1838 E Workman Ave, West Covina Multifamily Opportunity

Newer construction and steady neighborhood occupancy point to durable renter demand, according to WDSuite’s CRE market data, with pricing power tempered by local affordability pressures.

Overview

The property’s 2011 vintage is newer than the neighborhood’s typical 1970s stock, offering competitive positioning versus older assets while leaving room for targeted systems updates or light modernization over a multi-year hold. The surrounding area is classified as Urban Core, with occupancy in the neighborhood running in the top quintile nationally, supporting leasing stability for well-managed assets.

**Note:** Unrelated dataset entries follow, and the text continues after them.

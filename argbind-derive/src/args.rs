use itertools::Itertools as _;
use proc_macro2::TokenStream as TokenStream2;
use quote::quote;
use syn::{DeriveInput, Field, Fields, Generics, spanned::Spanned as _};

use crate::common::ParsedFieldInfo;

/// Lifetimes are fine, but a field whose type depends on a type or const
/// parameter can't be checked against the closed set of bindable types.
fn check_generics(generics: &Generics) -> syn::Result<()> {
    if let Some(param) = generics.const_params().next() {
        return Err(syn::Error::new(
            param.span(),
            "const generics aren't supported by argbind",
        ));
    }

    if let Some(param) = generics.type_params().next() {
        return Err(syn::Error::new(
            param.span(),
            "generic types aren't supported by argbind",
        ));
    }

    Ok(())
}

pub fn derive_args_result(item: TokenStream2) -> syn::Result<TokenStream2> {
    let input: DeriveInput = syn::parse2(item)?;
    check_generics(&input.generics)?;

    let fields: Vec<&Field> = match input.data {
        syn::Data::Struct(ref data) => match data.fields {
            Fields::Named(ref fields) => fields.named.iter().collect(),
            Fields::Unit => Vec::new(),
            Fields::Unnamed(ref fields) => {
                return Err(syn::Error::new(
                    fields.span(),
                    "can't derive `Args` on a tuple struct; fields need names",
                ));
            }
        },
        syn::Data::Enum(_) => {
            return Err(syn::Error::new(
                input.span(),
                "can't derive `Args` on an enum",
            ));
        }
        syn::Data::Union(_) => {
            return Err(syn::Error::new(
                input.span(),
                "can't derive `Args` on a union",
            ));
        }
    };

    let fields: Vec<ParsedFieldInfo> = fields
        .into_iter()
        .map(ParsedFieldInfo::from_field)
        .flatten_ok()
        .try_collect()?;

    let bindings = fields.iter().map(|field| {
        let ident = &field.ident;
        let name = field.ident.as_str();
        let tag = &field.tag;
        let docs = &field.docs;

        quote! {
            binder.bind_field(
                ::argbind::FieldInfo {
                    name: #name,
                    tag: #tag,
                    docs: &[#(#docs),*],
                },
                &mut self.#ident,
            )?;
        }
    });

    let name = &input.ident;
    let (impl_generics, type_generics, where_clause) = input.generics.split_for_impl();

    Ok(quote! {
        #[automatically_derived]
        impl #impl_generics ::argbind::binder::Args for #name #type_generics #where_clause {
            #[allow(unused_variables)]
            fn bind<'__argbind>(
                &'__argbind mut self,
                binder: &mut ::argbind::Binder<'__argbind>,
            ) -> ::core::result::Result<(), ::argbind::BindError> {
                #(#bindings)*
                ::core::result::Result::Ok(())
            }
        }
    })
}

#[cfg(test)]
mod tests {
    use quote::quote;

    use super::*;

    fn error(input: TokenStream2) -> String {
        derive_args_result(input).unwrap_err().to_string()
    }

    #[test]
    fn rejects_non_structs() {
        assert!(error(quote! { enum Mode { Fast, Slow } }).contains("enum"));
        assert!(error(quote! { struct Pair(String, String); }).contains("tuple struct"));
    }

    #[test]
    fn rejects_type_generics() {
        assert!(error(quote! { struct Args<T> { value: T } }).contains("generic types"));
        assert!(error(quote! { struct Args<const N: usize> { value: u32 } }).contains("const"));
    }

    #[test]
    fn allows_lifetimes_and_unit_structs() {
        assert!(derive_args_result(quote! { struct Args<'a> { #[arg("-")] name: &'a str } }).is_ok());
        assert!(derive_args_result(quote! { struct Empty; }).is_ok());
    }

    #[test]
    fn ignored_fields_are_left_out() {
        let output = derive_args_result(quote! {
            struct Args {
                #[arg("positional")]
                input: String,
                #[arg("-")]
                cache: Vec<u8>,
            }
        })
        .unwrap()
        .to_string();

        assert!(output.contains("input"));
        assert!(!output.contains("cache"));
    }
}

Livability drivers are mixed: grocery access trends very strong (high national percentile) and restaurant density is well above national norms, while parks, pharmacies, childcare, and cafes are comparatively sparse within the neighborhood footprint. Average school ratings sit near the national middle, which helps serve a broad renter profile without being a distinct draw on its own.

Tenant depth is supported by a high renter-occupied share at the neighborhood level, indicating a sizable base of multifamily households. At the same time, the rent-to-income ratio runs elevated locally, which can increase retention risk if rent growth materially outpaces incomes; active lease management and renewal strategies are important in this context.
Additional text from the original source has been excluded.